#### Description of the task:
From the records below, work out how many lines contain "empty". Reply with that number alone.

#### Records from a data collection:
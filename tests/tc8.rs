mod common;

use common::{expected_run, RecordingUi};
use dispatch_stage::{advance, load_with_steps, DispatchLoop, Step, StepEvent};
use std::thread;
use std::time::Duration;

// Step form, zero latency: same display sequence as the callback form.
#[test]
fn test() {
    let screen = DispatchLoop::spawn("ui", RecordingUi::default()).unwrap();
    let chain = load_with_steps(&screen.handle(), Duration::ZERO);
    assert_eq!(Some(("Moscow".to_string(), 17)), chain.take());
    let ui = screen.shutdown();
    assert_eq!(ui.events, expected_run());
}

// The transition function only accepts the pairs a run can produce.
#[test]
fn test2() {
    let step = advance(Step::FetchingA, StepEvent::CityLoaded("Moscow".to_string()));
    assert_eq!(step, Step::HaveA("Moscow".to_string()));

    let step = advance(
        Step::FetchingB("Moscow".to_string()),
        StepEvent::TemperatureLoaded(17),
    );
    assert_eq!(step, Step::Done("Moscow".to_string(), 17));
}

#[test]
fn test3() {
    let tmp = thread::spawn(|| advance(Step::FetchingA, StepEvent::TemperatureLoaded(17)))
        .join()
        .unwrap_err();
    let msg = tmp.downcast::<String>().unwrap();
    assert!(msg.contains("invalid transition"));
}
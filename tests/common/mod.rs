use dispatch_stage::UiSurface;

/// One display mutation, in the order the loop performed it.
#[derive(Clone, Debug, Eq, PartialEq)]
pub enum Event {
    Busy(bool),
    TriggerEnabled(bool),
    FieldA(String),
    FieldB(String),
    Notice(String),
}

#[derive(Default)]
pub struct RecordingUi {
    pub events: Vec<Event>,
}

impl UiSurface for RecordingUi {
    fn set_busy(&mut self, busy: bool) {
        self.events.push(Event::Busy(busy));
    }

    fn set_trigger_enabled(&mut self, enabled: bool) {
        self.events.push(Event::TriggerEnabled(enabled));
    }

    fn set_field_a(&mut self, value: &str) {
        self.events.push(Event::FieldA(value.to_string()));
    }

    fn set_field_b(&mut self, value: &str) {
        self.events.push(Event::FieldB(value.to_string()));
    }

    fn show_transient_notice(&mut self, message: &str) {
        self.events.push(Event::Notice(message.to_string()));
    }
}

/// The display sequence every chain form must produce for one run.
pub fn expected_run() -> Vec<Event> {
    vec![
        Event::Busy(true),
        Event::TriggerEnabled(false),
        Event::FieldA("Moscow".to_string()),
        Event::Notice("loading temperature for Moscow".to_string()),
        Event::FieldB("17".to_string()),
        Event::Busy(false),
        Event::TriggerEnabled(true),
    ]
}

...

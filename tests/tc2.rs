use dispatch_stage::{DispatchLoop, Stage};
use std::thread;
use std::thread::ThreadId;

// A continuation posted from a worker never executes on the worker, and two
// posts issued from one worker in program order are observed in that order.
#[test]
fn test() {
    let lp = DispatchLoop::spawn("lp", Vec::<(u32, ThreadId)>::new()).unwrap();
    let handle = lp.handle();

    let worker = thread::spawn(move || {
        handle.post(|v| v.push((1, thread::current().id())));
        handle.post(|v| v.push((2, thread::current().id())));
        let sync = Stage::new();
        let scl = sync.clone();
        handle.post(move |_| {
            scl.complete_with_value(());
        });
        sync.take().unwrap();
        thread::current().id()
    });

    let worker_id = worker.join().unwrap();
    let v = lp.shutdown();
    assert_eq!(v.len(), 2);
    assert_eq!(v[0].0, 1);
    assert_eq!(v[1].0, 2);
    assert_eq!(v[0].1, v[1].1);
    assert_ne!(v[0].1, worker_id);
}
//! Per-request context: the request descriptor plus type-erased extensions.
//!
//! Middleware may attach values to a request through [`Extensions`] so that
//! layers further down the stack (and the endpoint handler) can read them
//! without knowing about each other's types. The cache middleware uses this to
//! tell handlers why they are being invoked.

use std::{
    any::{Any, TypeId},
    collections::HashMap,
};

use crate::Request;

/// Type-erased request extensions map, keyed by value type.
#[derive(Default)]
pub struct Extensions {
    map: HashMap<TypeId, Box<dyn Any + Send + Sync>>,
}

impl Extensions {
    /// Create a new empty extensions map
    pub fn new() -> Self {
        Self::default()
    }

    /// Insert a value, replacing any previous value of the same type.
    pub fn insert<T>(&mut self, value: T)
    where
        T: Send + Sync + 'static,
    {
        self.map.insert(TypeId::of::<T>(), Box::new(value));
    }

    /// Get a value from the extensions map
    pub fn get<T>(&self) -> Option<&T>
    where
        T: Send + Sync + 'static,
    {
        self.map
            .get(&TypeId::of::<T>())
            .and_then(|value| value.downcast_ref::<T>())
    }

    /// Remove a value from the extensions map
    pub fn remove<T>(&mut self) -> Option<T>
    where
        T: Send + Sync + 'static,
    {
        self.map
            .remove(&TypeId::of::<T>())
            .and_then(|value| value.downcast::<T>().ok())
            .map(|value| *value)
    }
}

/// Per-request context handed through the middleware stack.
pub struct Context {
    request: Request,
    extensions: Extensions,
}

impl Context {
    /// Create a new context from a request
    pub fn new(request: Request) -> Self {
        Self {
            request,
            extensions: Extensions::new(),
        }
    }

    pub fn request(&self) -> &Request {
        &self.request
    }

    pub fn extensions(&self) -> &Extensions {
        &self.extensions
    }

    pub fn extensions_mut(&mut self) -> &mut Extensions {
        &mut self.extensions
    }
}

...

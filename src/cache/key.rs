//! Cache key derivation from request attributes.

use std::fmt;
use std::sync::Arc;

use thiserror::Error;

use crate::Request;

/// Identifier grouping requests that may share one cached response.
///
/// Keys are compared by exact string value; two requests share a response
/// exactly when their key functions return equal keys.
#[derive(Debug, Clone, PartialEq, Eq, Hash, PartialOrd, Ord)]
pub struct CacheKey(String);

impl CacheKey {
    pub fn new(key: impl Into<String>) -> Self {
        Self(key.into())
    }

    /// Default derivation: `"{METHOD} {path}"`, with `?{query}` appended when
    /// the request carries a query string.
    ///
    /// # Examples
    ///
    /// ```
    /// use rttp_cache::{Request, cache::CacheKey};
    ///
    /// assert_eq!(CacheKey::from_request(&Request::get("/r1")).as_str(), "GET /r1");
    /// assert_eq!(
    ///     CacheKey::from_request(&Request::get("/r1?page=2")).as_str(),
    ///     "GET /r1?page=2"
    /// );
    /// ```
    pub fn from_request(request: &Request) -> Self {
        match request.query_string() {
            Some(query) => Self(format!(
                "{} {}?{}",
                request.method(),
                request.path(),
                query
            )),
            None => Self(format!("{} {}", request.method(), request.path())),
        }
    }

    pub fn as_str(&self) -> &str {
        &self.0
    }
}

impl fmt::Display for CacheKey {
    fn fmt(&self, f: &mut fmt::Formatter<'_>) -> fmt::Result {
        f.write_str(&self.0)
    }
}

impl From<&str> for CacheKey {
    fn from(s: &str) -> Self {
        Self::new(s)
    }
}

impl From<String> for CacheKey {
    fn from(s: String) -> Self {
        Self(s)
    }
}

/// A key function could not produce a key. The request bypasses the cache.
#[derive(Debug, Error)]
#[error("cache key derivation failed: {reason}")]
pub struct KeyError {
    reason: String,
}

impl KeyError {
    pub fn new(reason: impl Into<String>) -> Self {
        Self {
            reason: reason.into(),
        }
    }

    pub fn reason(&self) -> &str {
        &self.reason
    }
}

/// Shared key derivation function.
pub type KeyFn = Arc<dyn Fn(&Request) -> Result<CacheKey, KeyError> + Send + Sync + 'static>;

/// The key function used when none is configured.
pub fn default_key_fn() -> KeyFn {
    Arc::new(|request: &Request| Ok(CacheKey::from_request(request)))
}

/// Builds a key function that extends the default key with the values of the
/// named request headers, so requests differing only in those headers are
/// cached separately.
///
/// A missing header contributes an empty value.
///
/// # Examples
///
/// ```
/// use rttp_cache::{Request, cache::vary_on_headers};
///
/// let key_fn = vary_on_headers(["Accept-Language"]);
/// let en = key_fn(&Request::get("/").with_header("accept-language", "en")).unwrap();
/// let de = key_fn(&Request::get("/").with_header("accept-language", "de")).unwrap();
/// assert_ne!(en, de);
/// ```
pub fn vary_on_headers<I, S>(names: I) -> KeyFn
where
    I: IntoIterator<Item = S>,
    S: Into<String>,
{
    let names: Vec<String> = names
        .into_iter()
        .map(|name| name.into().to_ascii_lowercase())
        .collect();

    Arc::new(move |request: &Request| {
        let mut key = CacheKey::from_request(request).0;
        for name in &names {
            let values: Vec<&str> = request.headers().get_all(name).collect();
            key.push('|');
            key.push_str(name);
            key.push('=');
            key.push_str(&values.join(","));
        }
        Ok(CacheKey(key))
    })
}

#### Output for this task:
2